- [BRIEF]:
Return the lines from the start of the data through the line with "Each maps to". Include both of those lines and no others.
═════ SUPPLIED INFORMATION ═════
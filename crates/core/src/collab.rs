//! Narrow interfaces to the external collaborators: CRM, knowledge source,
//! and the outbound queue. Everything behind these traits may fail or time
//! out; callers classify failures instead of propagating raw errors to users.

use async_trait::async_trait;
use thiserror::Error;

use crate::domain::booking::BookingRequest;
use crate::domain::crm::{ClientRecord, DateRange, Group, Reservation, ScheduleEntry};
use crate::domain::message::{Channel, OutboundMessage, Priority};

/// CRM failure categories surfaced to the orchestration layer. Each maps to
/// a canned user-facing message; raw details stay in logs.
#[derive(Clone, Debug, Error, PartialEq, Eq)]
pub enum CrmError {
    #[error("no availability for the requested slot")]
    NoAvailability,
    #[error("client already holds this booking")]
    AlreadyBooked,
    #[error("referenced entity was not found")]
    NotFound,
    #[error("requested slot is in the past")]
    InPast,
    #[error("class is at capacity")]
    CapacityFull,
    #[error("transient CRM failure: {detail}")]
    Transient { detail: String },
}

impl CrmError {
    /// Transient failures feed the degradation controller; the categorical
    /// ones are conversation-level answers, not health signals.
    pub fn is_transient(&self) -> bool {
        matches!(self, Self::Transient { .. })
    }
}

#[async_trait]
pub trait CrmClient: Send + Sync {
    async fn schedule(&self, range: DateRange) -> Result<Vec<ScheduleEntry>, CrmError>;
    async fn groups(&self) -> Result<Vec<Group>, CrmError>;
    async fn find_client_by_phone(&self, phone: &str) -> Result<Option<ClientRecord>, CrmError>;
    async fn create_client(&self, name: &str, phone: &str) -> Result<ClientRecord, CrmError>;
    async fn create_booking(&self, request: &BookingRequest) -> Result<Reservation, CrmError>;
    async fn future_bookings(&self, phone: &str) -> Result<Vec<Reservation>, CrmError>;
    async fn cancel_booking(&self, reservation: &Reservation) -> Result<(), CrmError>;
    async fn health_check(&self) -> Result<(), CrmError>;
}

/// Key/topic lookup over the studio knowledge base. A price question always
/// defers to this source over any cached CRM value.
pub trait KnowledgeSource: Send + Sync {
    fn lookup(&self, topic: &str) -> Option<String>;
    fn price_of(&self, group: &str) -> Option<u64>;
}

/// Hands a composed reply to the durable outbound queue. Implemented by the
/// dispatcher's repository; the engine never sends directly.
#[async_trait]
pub trait OutboundEnqueuer: Send + Sync {
    async fn enqueue(&self, message: OutboundMessage) -> Result<(), EnqueueError>;
}

#[derive(Debug, Error)]
#[error("could not enqueue outbound message: {0}")]
pub struct EnqueueError(pub String);

/// Convenience constructor used by callers that only have reply text.
pub fn outbound_reply(
    channel: Channel,
    destination: impl Into<String>,
    body: impl Into<String>,
    priority: Priority,
    correlation_id: impl Into<String>,
) -> OutboundMessage {
    OutboundMessage::new(channel, destination.into(), body.into(), priority, correlation_id.into())
}
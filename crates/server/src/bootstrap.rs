use std::sync::Arc;
use std::time::Duration;

use chrono::Utc;
use thiserror::Error;
use tracing::info;

use bookline_agent::llm::{ModelClient, ModelError};
use bookline_agent::{ConversationRuntime, RuntimeServices, RuntimeSettings};
use bookline_channels::sender::{ChannelError, ChannelSender};
use bookline_channels::telegram::TelegramSender;
use bookline_channels::whatsapp::WhatsAppSender;
use bookline_core::budget::BudgetGuard;
use bookline_core::collab::{CrmClient, CrmError, OutboundEnqueuer};
use bookline_core::config::{AppConfig, ConfigError, LoadOptions};
use bookline_core::idempotency::IdempotencyStore;
use bookline_core::knowledge::{KnowledgeBase, KnowledgeError};
use bookline_db::repositories::{
    DedupRepository, FallbackRepository, OutboundRepository, SessionRepository,
    SqlDedupRepository, SqlFallbackRepository, SqlIdempotencyStore, SqlOutboundRepository,
    SqlSessionRepository,
};
use bookline_db::{connect_with_settings, migrations, DbPool};

use crate::crm::HttpCrmClient;
use crate::dispatcher::{ChannelDispatcher, DispatcherSettings};
use crate::model::HttpModelClient;
use crate::watchdog::{Watchdog, WatchdogSettings};
use crate::webhooks::GatewayState;

pub struct Application {
    pub config: AppConfig,
    pub db_pool: DbPool,
    pub runtime: Arc<ConversationRuntime>,
    pub dispatchers: Vec<ChannelDispatcher>,
    pub watchdog: Arc<Watchdog>,
    pub gateway: GatewayState,
}

#[derive(Debug, Error)]
pub enum BootstrapError {
    #[error(transparent)]
    Config(#[from] ConfigError),
    #[error("database connection failed: {0}")]
    DatabaseConnect(#[source] sqlx::Error),
    #[error("database migration failed: {0}")]
    Migration(#[source] sqlx::migrate::MigrateError),
    #[error("knowledge base failed to load: {0}")]
    Knowledge(#[from] KnowledgeError),
    #[error("CRM client setup failed: {0}")]
    Crm(#[from] CrmError),
    #[error("model client setup failed: {0}")]
    Model(#[from] ModelError),
    #[error("channel sender setup failed: {0}")]
    Channel(#[from] ChannelError),
}

pub async fn bootstrap(options: LoadOptions) -> Result<Application, BootstrapError> {
    let config = AppConfig::load(options)?;
    bootstrap_with_config(config).await
}

pub async fn bootstrap_with_config(config: AppConfig) -> Result<Application, BootstrapError> {
    info!(event_name = "bootstrap_started", "starting application bootstrap");

    let db_pool = connect_with_settings(
        &config.database.url,
        config.database.max_connections,
        config.database.timeout_secs,
    )
    .await
    .map_err(BootstrapError::DatabaseConnect)?;
    info!(event_name = "database_connected", "database connection established");

    migrations::run_pending(&db_pool).await.map_err(BootstrapError::Migration)?;
    info!(event_name = "migrations_applied", "database migrations applied");

    let sessions = Arc::new(SqlSessionRepository::new(db_pool.clone()));
    let outbound = Arc::new(SqlOutboundRepository::new(db_pool.clone()));
    let fallback = Arc::new(SqlFallbackRepository::new(db_pool.clone()));
    let dedup = Arc::new(SqlDedupRepository::new(db_pool.clone()));
    let idempotency = Arc::new(SqlIdempotencyStore::new(db_pool.clone()));

    let knowledge = Arc::new(KnowledgeBase::load(&config.knowledge.path)?);
    let crm: Arc<dyn CrmClient> = Arc::new(HttpCrmClient::new(&config.crm)?);
    let model: Arc<dyn ModelClient> = Arc::new(HttpModelClient::new(&config.model)?);
    let budget = Arc::new(BudgetGuard::new(config.budget.clone(), Utc::now()));

    let services = RuntimeServices {
        sessions: Arc::clone(&sessions) as Arc<dyn SessionRepository>,
        dedup: Arc::clone(&dedup) as Arc<dyn DedupRepository>,
        fallback: Arc::clone(&fallback) as Arc<dyn FallbackRepository>,
        outbound: Arc::clone(&outbound) as Arc<dyn OutboundEnqueuer>,
        idempotency: idempotency as Arc<dyn IdempotencyStore>,
        crm: Arc::clone(&crm),
        model,
        knowledge,
        budget: Arc::clone(&budget),
    };
    let runtime =
        Arc::new(ConversationRuntime::new(services, RuntimeSettings::from_config(&config)));

    let dispatchers = build_dispatchers(&config, &outbound)?;
    let watchdog = Arc::new(Watchdog::new(
        Arc::clone(&runtime),
        Arc::clone(&sessions) as Arc<dyn SessionRepository>,
        Arc::clone(&outbound) as Arc<dyn OutboundRepository>,
        fallback as Arc<dyn FallbackRepository>,
        dedup as Arc<dyn DedupRepository>,
        budget,
        crm,
        WatchdogSettings {
            interval: Duration::from_secs(config.timing.watchdog_interval_secs),
            admin_chat_id: config.channels.admin_chat_id.clone(),
        },
    ));
    let gateway = GatewayState::new(
        Arc::clone(&runtime),
        config.channels.telegram_webhook_secret.clone(),
        config.channels.whatsapp_webhook_secret.clone(),
        config.channels.admin_chat_id.clone(),
    );

    info!(
        event_name = "bootstrap_done",
        dispatchers = dispatchers.len(),
        "application bootstrap complete"
    );
    Ok(Application { config, db_pool, runtime, dispatchers, watchdog, gateway })
}

/// One dispatcher per configured channel. Telegram is mandatory; WhatsApp
/// joins when its Cloud API credentials are present.
fn build_dispatchers(
    config: &AppConfig,
    outbound: &Arc<SqlOutboundRepository>,
) -> Result<Vec<ChannelDispatcher>, BootstrapError> {
    let timeout = Duration::from_secs(10);
    let mut dispatchers = Vec::new();

    let telegram: Arc<dyn ChannelSender> = Arc::new(TelegramSender::new(
        config.channels.telegram_bot_token.clone(),
        timeout,
    )?);
    dispatchers.push(ChannelDispatcher::new(
        Arc::clone(outbound) as Arc<dyn OutboundRepository>,
        telegram,
        DispatcherSettings::default(),
    ));

    if let (Some(api_key), Some(phone_number_id)) = (
        config.channels.whatsapp_api_key.as_ref(),
        config.channels.whatsapp_phone_number_id.as_ref(),
    ) {
        let whatsapp: Arc<dyn ChannelSender> = Arc::new(WhatsAppSender::new(
            phone_number_id.clone(),
            api_key.clone(),
            timeout,
        )?);
        dispatchers.push(ChannelDispatcher::new(
            Arc::clone(outbound) as Arc<dyn OutboundRepository>,
            whatsapp,
            DispatcherSettings::default(),
        ));
    }

    Ok(dispatchers)
}
//! Resolves relative date and time phrases against studio-local time.
//!
//! The model extracts raw phrases like "tomorrow 19:00"; resolution to a
//! concrete timestamp always happens here, in code, so a misremembered
//! calendar inside the model can never move a booking to the wrong day.

use chrono::{
    DateTime, Datelike, Duration, FixedOffset, NaiveDate, NaiveTime, Offset, TimeZone, Utc,
    Weekday,
};

use crate::domain::slot::SlotConfidence;

#[derive(Clone, Debug, PartialEq, Eq)]
pub struct ResolvedMoment {
    pub resolved: DateTime<Utc>,
    pub confidence: SlotConfidence,
    /// True when the phrase carried no explicit time and we defaulted it.
    pub time_assumed: bool,
}

#[derive(Clone, Debug)]
pub struct TemporalParser {
    offset: FixedOffset,
    default_time: NaiveTime,
}

impl TemporalParser {
    pub fn new(utc_offset_minutes: i32) -> Self {
        // Offset is validated at config load; UTC fallback keeps the
        // constructor infallible for callers.
        let offset = match FixedOffset::east_opt(utc_offset_minutes * 60) {
            Some(offset) => offset,
            None => Utc.fix(),
        };
        let default_time = NaiveTime::from_hms_opt(19, 0, 0).unwrap_or(NaiveTime::MIN);
        Self { offset, default_time }
    }

    /// Parses a free-form phrase relative to `now`. Returns `None` when no
    /// date or time content was recognized at all.
    pub fn resolve(&self, phrase: &str, now: DateTime<Utc>) -> Option<ResolvedMoment> {
        let normalized = phrase.trim().to_lowercase();
        if normalized.is_empty() {
            return None;
        }

        let local_now = now.with_timezone(&self.offset);
        let today = local_now.date_naive();

        let mut date: Option<(NaiveDate, SlotConfidence)> = None;
        let mut time: Option<NaiveTime> = None;

        for token in normalized.split_whitespace() {
            let token = token.trim_matches(|c: char| matches!(c, ',' | '.' | '!' | '?') && !token.contains(':'));
            if date.is_none() {
                if let Some(found) = parse_date_token(token, today) {
                    date = Some(found);
                    continue;
                }
            }
            if time.is_none() {
                if let Some(found) = parse_time_token(token) {
                    time = Some(found);
                }
            }
        }

        // Phrase-level keywords span multiple words.
        if date.is_none() {
            if normalized.contains("day after tomorrow") {
                date = Some((today + Duration::days(2), SlotConfidence::High));
            } else if normalized.contains("tomorrow") {
                date = Some((today + Duration::days(1), SlotConfidence::High));
            } else if normalized.contains("today") || normalized.contains("tonight") {
                date = Some((today, SlotConfidence::High));
            }
        }

        let (resolved_date, mut confidence, time_assumed) = match (date, time) {
            (Some((date, confidence)), Some(_)) => (date, confidence, false),
            (Some((date, confidence)), None) => {
                (date, confidence.min(SlotConfidence::Medium), true)
            }
            // A bare time means the next occurrence of that time.
            (None, Some(parsed_time)) => {
                let date = if parsed_time > local_now.time() {
                    today
                } else {
                    today + Duration::days(1)
                };
                (date, SlotConfidence::Medium, false)
            }
            (None, None) => return None,
        };

        let chosen_time = time.unwrap_or(self.default_time);
        let local = self.offset.from_local_datetime(&resolved_date.and_time(chosen_time)).single()?;
        let resolved = local.with_timezone(&Utc);

        if resolved < now {
            confidence = SlotConfidence::Low;
        }

        Some(ResolvedMoment { resolved, confidence, time_assumed })
    }
}

fn parse_date_token(token: &str, today: NaiveDate) -> Option<(NaiveDate, SlotConfidence)> {
    if let Some(weekday) = parse_weekday(token) {
        return Some((next_weekday(today, weekday), SlotConfidence::Medium));
    }

    // dd.mm or dd/mm, year implied by the next occurrence.
    let separator = if token.contains('.') {
        '.'
    } else if token.contains('/') {
        '/'
    } else {
        return None;
    };
    let mut parts = token.splitn(2, separator);
    let day: u32 = parts.next()?.parse().ok()?;
    let month: u32 = parts.next()?.parse().ok()?;

    let this_year = NaiveDate::from_ymd_opt(today.year(), month, day)?;
    let date = if this_year >= today {
        this_year
    } else {
        NaiveDate::from_ymd_opt(today.year() + 1, month, day)?
    };
    Some((date, SlotConfidence::High))
}

fn parse_time_token(token: &str) -> Option<NaiveTime> {
    if let Some((hours, minutes)) = token.split_once(':') {
        let hours: u32 = hours.parse().ok()?;
        let minutes: u32 = minutes.parse().ok()?;
        return NaiveTime::from_hms_opt(hours, minutes, 0);
    }

    // "7pm" / "19h" shapes.
    if let Some(stripped) = token.strip_suffix("pm") {
        let hours: u32 = stripped.parse().ok()?;
        return NaiveTime::from_hms_opt((hours % 12) + 12, 0, 0);
    }
    if let Some(stripped) = token.strip_suffix("am") {
        let hours: u32 = stripped.parse().ok()?;
        return NaiveTime::from_hms_opt(hours % 12, 0, 0);
    }
    if let Some(stripped) = token.strip_suffix('h') {
        let hours: u32 = stripped.parse().ok()?;
        return NaiveTime::from_hms_opt(hours, 0, 0);
    }

    None
}

fn parse_weekday(token: &str) -> Option<Weekday> {
    match token {
        "monday" | "mon" => Some(Weekday::Mon),
        "tuesday" | "tue" | "tues" => Some(Weekday::Tue),
        "wednesday" | "wed" => Some(Weekday::Wed),
        "thursday" | "thu" | "thur" | "thurs" => Some(Weekday::Thu),
        "friday" | "fri" => Some(Weekday::Fri),
        "saturday" | "sat" => Some(Weekday::Sat),
        "sunday" | "sun" => Some(Weekday::Sun),
        _ => None,
    }
}

/// Strictly future occurrence: asking for "friday" on a Friday means next week.
fn next_weekday(today: NaiveDate, target: Weekday) -> NaiveDate {
    let today_num = today.weekday().num_days_from_monday() as i64;
    let target_num = target.num_days_from_monday() as i64;
    let mut delta = target_num - today_num;
    if delta <= 0 {
        delta += 7;
    }
    today + Duration::days(delta)
}

#[cfg(test)]
mod tests {
    use chrono::{TimeZone, Utc};

    use super::*;

    fn parser() -> TemporalParser {
        // UTC+10, studio-local.
        TemporalParser::new(600)
    }

    fn at(y: i32, m: u32, d: u32, h: u32, min: u32) -> chrono::DateTime<Utc> {
        Utc.with_ymd_and_hms(y, m, d, h, min, 0).single().expect("valid timestamp")
    }

    #[test]
    fn tomorrow_with_explicit_time() {
        // 2026-03-02 12:00 local (+10) = 02:00 UTC.
        let now = at(2026, 3, 2, 2, 0);
        let moment = parser().resolve("tomorrow 19:00", now).expect("parsed");
        // 2026-03-03 19:00 local = 09:00 UTC.
        assert_eq!(moment.resolved, at(2026, 3, 3, 9, 0));
        assert_eq!(moment.confidence, SlotConfidence::High);
        assert!(!moment.time_assumed);
    }

    #[test]
    fn weekday_rolls_to_next_week_when_today() {
        let monday = at(2026, 3, 2, 2, 0);
        let moment = parser().resolve("monday 10:00", monday).expect("parsed");
        assert_eq!(moment.resolved, at(2026, 3, 9, 0, 0));
        assert_eq!(moment.confidence, SlotConfidence::Medium);
    }

    #[test]
    fn numeric_date_wraps_to_next_year() {
        let now = at(2026, 11, 20, 2, 0);
        let moment = parser().resolve("15.01 18:30", now).expect("parsed");
        assert_eq!(moment.resolved, at(2027, 1, 15, 8, 30));
    }

    #[test]
    fn bare_time_picks_next_occurrence() {
        // 20:00 local, asking for 19:00 means tomorrow.
        let now = at(2026, 3, 2, 10, 0);
        let moment = parser().resolve("19:00", now).expect("parsed");
        assert_eq!(moment.resolved, at(2026, 3, 3, 9, 0));
    }

    #[test]
    fn date_without_time_assumes_evening_slot() {
        let now = at(2026, 3, 2, 2, 0);
        let moment = parser().resolve("tomorrow", now).expect("parsed");
        assert!(moment.time_assumed);
        assert_eq!(moment.confidence, SlotConfidence::Medium);
        assert_eq!(moment.resolved, at(2026, 3, 3, 9, 0));
    }

    #[test]
    fn unrecognized_phrase_returns_none() {
        let now = at(2026, 3, 2, 2, 0);
        assert!(parser().resolve("what classes do you have", now).is_none());
    }
}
═════
- [TASK OUTPUT]:
filename crates/core/src/collab.rs
//! Narrow interfaces to the external collaborators: CRM, knowledge source,
//! and the outbound queue. Everything behind these traits may fail or time
//! out; callers classify failures instead of propagating raw errors to users.

use async_trait::async_trait;
use thiserror::Error;

use crate::domain::booking::BookingRequest;
use crate::domain::crm::{ClientRecord, DateRange, Group, Reservation, ScheduleEntry};
use crate::domain::message::{Channel, OutboundMessage, Priority};

/// CRM failure categories surfaced to the orchestration layer. Each maps to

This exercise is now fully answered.